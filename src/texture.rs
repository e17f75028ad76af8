use std::path::{Path, PathBuf};

use thiserror::Error;

use crate::gl::types::*;
use crate::gl::{self, Gl};

#[derive(Debug, Error)]
pub enum TextureError {
    #[error("failed to read texture {path}: {source}")]
    Io {
        path: PathBuf,
        source: std::io::Error,
    },
    #[error("failed to decode texture {path}: {source}")]
    Decode {
        path: PathBuf,
        source: image::ImageError,
    },
}

/// A 2D texture living on the GPU.
///
/// Created through [`Engine::create_texture`](crate::Engine::create_texture)
/// and released by handing it back to
/// [`Engine::destroy_texture`](crate::Engine::destroy_texture). The value is
/// neither `Clone` nor released on drop, so a texture that is simply dropped
/// keeps its GPU storage until the context goes away.
#[derive(Debug)]
pub struct Texture {
    handle: GLuint,
    width: u32,
    height: u32,
    path: PathBuf,
}

impl Texture {
    /// Reads and decodes `path` as RGBA, then uploads it with nearest
    /// filtering and no mipmaps.
    ///
    /// The file is fully decoded before any GL object is created, so a
    /// failed load allocates nothing.
    pub fn load<P: AsRef<Path>>(gl: &Gl, path: P) -> Result<Self, TextureError> {
        let path = path.as_ref();
        let bytes = std::fs::read(path).map_err(|source| TextureError::Io {
            path: path.to_path_buf(),
            source,
        })?;
        let img = image::load_from_memory(&bytes)
            .map_err(|source| TextureError::Decode {
                path: path.to_path_buf(),
                source,
            })?
            .to_rgba8();
        let (width, height) = img.dimensions();

        let mut handle: GLuint = 0;
        // SAFETY: `img` holds width * height tightly packed RGBA8 pixels and
        // outlives the upload; `handle` is a live out pointer.
        unsafe {
            gl.gen_textures(1, &mut handle);
            gl.bind_texture(gl::TEXTURE_2D, handle);
            gl.tex_image_2d(
                gl::TEXTURE_2D,
                0,
                gl::RGBA as GLint,
                width as GLsizei,
                height as GLsizei,
                0,
                gl::RGBA,
                gl::UNSIGNED_BYTE,
                img.as_raw().as_ptr().cast(),
            );
            gl.tex_parameter_i(gl::TEXTURE_2D, gl::TEXTURE_MIN_FILTER, gl::NEAREST as GLint);
            gl.tex_parameter_i(gl::TEXTURE_2D, gl::TEXTURE_MAG_FILTER, gl::NEAREST as GLint);
        }
        gl.check("glTexImage2D");

        log::debug!(
            "loaded texture {} ({width}x{height}) as {handle}",
            path.display()
        );
        Ok(Self {
            handle,
            width,
            height,
            path: path.to_path_buf(),
        })
    }

    /// Makes this texture current on the active texture unit.
    pub fn bind(&self, gl: &Gl) {
        // SAFETY: `handle` names a texture created by `load` and not yet released.
        unsafe { gl.bind_texture(gl::TEXTURE_2D, self.handle) };
        gl.check("glBindTexture");
    }

    pub(crate) fn release(self, gl: &Gl) {
        // SAFETY: consuming `self` guarantees the name is deleted once.
        unsafe { gl.delete_textures(1, &self.handle) };
        gl.check("glDeleteTextures");
        log::debug!("released texture {} ({})", self.handle, self.path.display());
    }

    pub fn width(&self) -> u32 {
        self.width
    }

    pub fn height(&self) -> u32 {
        self.height
    }

    /// File the texture was loaded from.
    pub fn path(&self) -> &Path {
        &self.path
    }

    pub fn handle(&self) -> GLuint {
        self.handle
    }
}
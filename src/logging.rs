use std::sync::Once;

/// Logger configuration.
///
/// `env_filter` follows the `env_logger` filter syntax (e.g. "info",
/// "eng2d=debug"). When unset, `RUST_LOG` is used, then `info`.
#[derive(Debug, Clone)]
pub struct LoggingConfig {
    pub env_filter: Option<String>,
    pub write_style: env_logger::WriteStyle,
}

impl Default for LoggingConfig {
    fn default() -> Self {
        Self {
            env_filter: None,
            write_style: env_logger::WriteStyle::Auto,
        }
    }
}

static INIT: Once = Once::new();

/// Installs the global logger. Later calls are ignored.
pub fn init_logging(config: LoggingConfig) {
    INIT.call_once(|| {
        let mut builder = env_logger::Builder::new();

        match config.env_filter.or_else(|| std::env::var("RUST_LOG").ok()) {
            Some(filter) => {
                builder.parse_filters(&filter);
            }
            None => {
                builder.filter_level(log::LevelFilter::Info);
            }
        }
        builder.write_style(config.write_style);

        // Another logger may already be installed (e.g. by a test harness).
        if builder.try_init().is_err() {
            return;
        }
        log::debug!("logging initialized");
    });
}
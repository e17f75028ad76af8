//! GLSL sources for the three built-in programs and their attribute slots.
//!
//! The sources target GLSL 1.20 (the GL 2.1 default), so they carry no
//! `#version` line and use `attribute`/`varying`.

use crate::gl::types::GLuint;

/// Vertex position, shared by every program.
pub const POSITION: GLuint = 0;
pub const COLOR: GLuint = 1;
pub const TEX_COORD: GLuint = 2;

pub const FLAT_VERTEX: &str = "
attribute vec2 a_position;
void main()
{
    gl_Position = vec4(a_position, 0.0, 1.0);
}
";

pub const FLAT_FRAGMENT: &str = "
uniform vec4 u_color;
void main()
{
    gl_FragColor = u_color;
}
";

pub const FLAT_ATTRIBUTES: &[(GLuint, &str)] = &[(POSITION, "a_position")];

pub const COLORED_VERTEX: &str = "
attribute vec2 a_position;
attribute vec4 a_color;
varying vec4 v_color;
void main()
{
    v_color = a_color;
    gl_Position = vec4(a_position, 0.0, 1.0);
}
";

pub const COLORED_FRAGMENT: &str = "
varying vec4 v_color;
void main()
{
    gl_FragColor = v_color;
}
";

pub const COLORED_ATTRIBUTES: &[(GLuint, &str)] = &[(POSITION, "a_position"), (COLOR, "a_color")];

// Row vector times matrix, matching Mat2x3's composition order.
pub const TEXTURED_VERTEX: &str = "
uniform mat3 u_matrix;
attribute vec2 a_position;
attribute vec2 a_tex_coord;
attribute vec4 a_color;
varying vec4 v_color;
varying vec2 v_tex_coord;
void main()
{
    v_tex_coord = a_tex_coord;
    v_color = a_color;
    vec3 position = vec3(a_position, 1.0) * u_matrix;
    gl_Position = vec4(position, 1.0);
}
";

pub const TEXTURED_FRAGMENT: &str = "
varying vec2 v_tex_coord;
varying vec4 v_color;
uniform sampler2D s_texture;
void main()
{
    gl_FragColor = texture2D(s_texture, v_tex_coord) * v_color;
}
";

pub const TEXTURED_ATTRIBUTES: &[(GLuint, &str)] = &[
    (POSITION, "a_position"),
    (COLOR, "a_color"),
    (TEX_COORD, "a_tex_coord"),
];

------------------------------------------------------------

(Problem to solve): Each line in the data is to be written out precisely.

(Solution for this task):
filename src/texture.rs
repository e17f75028ad76af8
use std::path::{Path, PathBuf};

use thiserror::Error;

use crate::gl::types::*;
use crate::gl::{self, Gl};

#[derive(Debug, Error)]
pub enum TextureError {
    #[error("failed to read texture {path}: {source}")]
    Io {
        path: PathBuf,
        source: std::io::Error,
    },
    #[error("failed to decode texture {path}: {source}")]
    Decode {
        path: PathBuf,
        source: image::ImageError,
    },
}

/// A 2D texture living on the GPU.
///
/// Created through [`Engine::create_texture`](crate::Engine::create_texture)
/// and released by handing it back to
/// [`Engine::destroy_texture`](crate::Engine::destroy_texture). The value is
/// neither `Clone` nor released on drop, so a texture that is simply dropped
/// keeps its GPU storage until the context goes away.
#[derive(Debug)]
pub struct Texture {
    handle: GLuint,
    width: u32,
    height: u32,
    path: PathBuf,
}

impl Texture {
    /// Reads and decodes `path` as RGBA, then uploads it with nearest
    /// filtering and no mipmaps.
    ///
    /// The file is fully decoded before any GL object is created, so a
    /// failed load allocates nothing.
    pub fn load<P: AsRef<Path>>(gl: &Gl, path: P) -> Result<Self, TextureError> {
        let path = path.as_ref();
        let bytes = std::fs::read(path).map_err(|source| TextureError::Io {
            path: path.to_path_buf(),
            source,
        })?;
        let img = image::load_from_memory(&bytes)
            .map_err(|source| TextureError::Decode {
                path: path.to_path_buf(),
                source,
            })?
            .to_rgba8();
        let (width, height) = img.dimensions();

        let mut handle: GLuint = 0;
        // SAFETY: `img` holds width * height tightly packed RGBA8 pixels and
        // outlives the upload; `handle` is a live out pointer.
        unsafe {
            gl.gen_textures(1, &mut handle);
            gl.bind_texture(gl::TEXTURE_2D, handle);
            gl.tex_image_2d(
                gl::TEXTURE_2D,
                0,
                gl::RGBA as GLint,
                width as GLsizei,
                height as GLsizei,
                0,
                gl::RGBA,
                gl::UNSIGNED_BYTE,
                img.as_raw().as_ptr().cast(),
            );
            gl.tex_parameter_i(gl::TEXTURE_2D, gl::TEXTURE_MIN_FILTER, gl::NEAREST as GLint);
            gl.tex_parameter_i(gl::TEXTURE_2D, gl::TEXTURE_MAG_FILTER, gl::NEAREST as GLint);
        }
        gl.check("glTexImage2D");

        log::debug!(
            "loaded texture {} ({width}x{height}) as {handle}",
            path.display()
        );
        Ok(Self {
            handle,
            width,
            height,
            path: path.to_path_buf(),
        })
    }

    /// Makes this texture current on the active texture unit.
    pub fn bind(&self, gl: &Gl) {
        // SAFETY: `handle` names a texture created by `load` and not yet released.
        unsafe { gl.bind_texture(gl::TEXTURE_2D, self.handle) };
        gl.check("glBindTexture");
    }

    pub(crate) fn release(self, gl: &Gl) {
        // SAFETY: consuming `self` guarantees the name is deleted once.
        unsafe { gl.delete_textures(1, &self.handle) };
        gl.check("glDeleteTextures");
        log::debug!("released texture {} ({})", self.handle, self.path.display());
    }

    pub fn width(&self) -> u32 {
        self.width
    }

    pub fn height(&self) -> u32 {
        self.height
    }

    /// File the texture was loaded from.
    pub fn path(&self) -> &Path {
        &self.path
    }

    pub fn handle(&self) -> GLuint {
        self.handle
    }
}
filename src/logging.rs
use std::sync::Once;

/// Logger configuration.
///
/// `env_filter` follows the `env_logger` filter syntax (e.g. "info",
/// "eng2d=debug"). When unset, `RUST_LOG` is used, then `info`.
#[derive(Debug, Clone)]
pub struct LoggingConfig {
    pub env_filter: Option<String>,
    pub write_style: env_logger::WriteStyle,
}

impl Default for LoggingConfig {
    fn default() -> Self {
        Self {
            env_filter: None,
            write_style: env_logger::WriteStyle::Auto,
        }
    }
}

static INIT: Once = Once::new();

/// Installs the global logger. Later calls are ignored.
pub fn init_logging(config: LoggingConfig) {
    INIT.call_once(|| {
        let mut builder = env_logger::Builder::new();

        match config.env_filter.or_else(|| std::env::var("RUST_LOG").ok()) {
            Some(filter) => {
                builder.parse_filters(&filter);
            }
            None => {
                builder.filter_level(log::LevelFilter::Info);
            }
        }
        builder.write_style(config.write_style);

        // Another logger may already be installed (e.g. by a test harness).
        if builder.try_init().is_err() {
            return;
        }
        log::debug!("logging initialized");
    });
}
repository e17f75028ad76af8
//! GLSL sources for the three built-in programs and their attribute slots.
//!
//! The sources target GLSL 1.20 (the GL 2.1 default), so they carry no
//! `#version` line and use `attribute`/`varying`.

use crate::gl::types::GLuint;

/// Vertex position, shared by every program.
pub const POSITION: GLuint = 0;
pub const COLOR: GLuint = 1;
pub const TEX_COORD: GLuint = 2;

pub const FLAT_VERTEX: &str = "
attribute vec2 a_position;
void main()
{
    gl_Position = vec4(a_position, 0.0, 1.0);
}
";

pub const FLAT_FRAGMENT: &str = "
uniform vec4 u_color;
void main()
{
    gl_FragColor = u_color;
}
";

pub const FLAT_ATTRIBUTES: &[(GLuint, &str)] = &[(POSITION, "a_position")];

pub const COLORED_VERTEX: &str = "
attribute vec2 a_position;
attribute vec4 a_color;
varying vec4 v_color;
void main()
{
    v_color = a_color;
    gl_Position = vec4(a_position, 0.0, 1.0);
}
";

pub const COLORED_FRAGMENT: &str = "
varying vec4 v_color;
void main()
{
    gl_FragColor = v_color;
}
";

pub const COLORED_ATTRIBUTES: &[(GLuint, &str)] = &[(POSITION, "a_position"), (COLOR, "a_color")];

// Row vector times matrix, matching Mat2x3's composition order.
pub const TEXTURED_VERTEX: &str = "
uniform mat3 u_matrix;
attribute vec2 a_position;
attribute vec2 a_tex_coord;
attribute vec4 a_color;
varying vec4 v_color;
varying vec2 v_tex_coord;
void main()
{
    v_tex_coord = a_tex_coord;
    v_color = a_color;
    vec3 position = vec3(a_position, 1.0) * u_matrix;
    gl_Position = vec4(position, 1.0);
}
";

pub const TEXTURED_FRAGMENT: &str = "
varying vec2 v_tex_coord;
varying vec4 v_color;
uniform sampler2D s_texture;
void main()
{
    gl_FragColor = texture2D(s_texture, v_tex_coord) * v_color;
}
";

pub const TEXTURED_ATTRIBUTES: &[(GLuint, &str)] = &[
    (POSITION, "a_position"),
    (COLOR, "a_color"),
    (TEX_COORD, "a_tex_coord"),
];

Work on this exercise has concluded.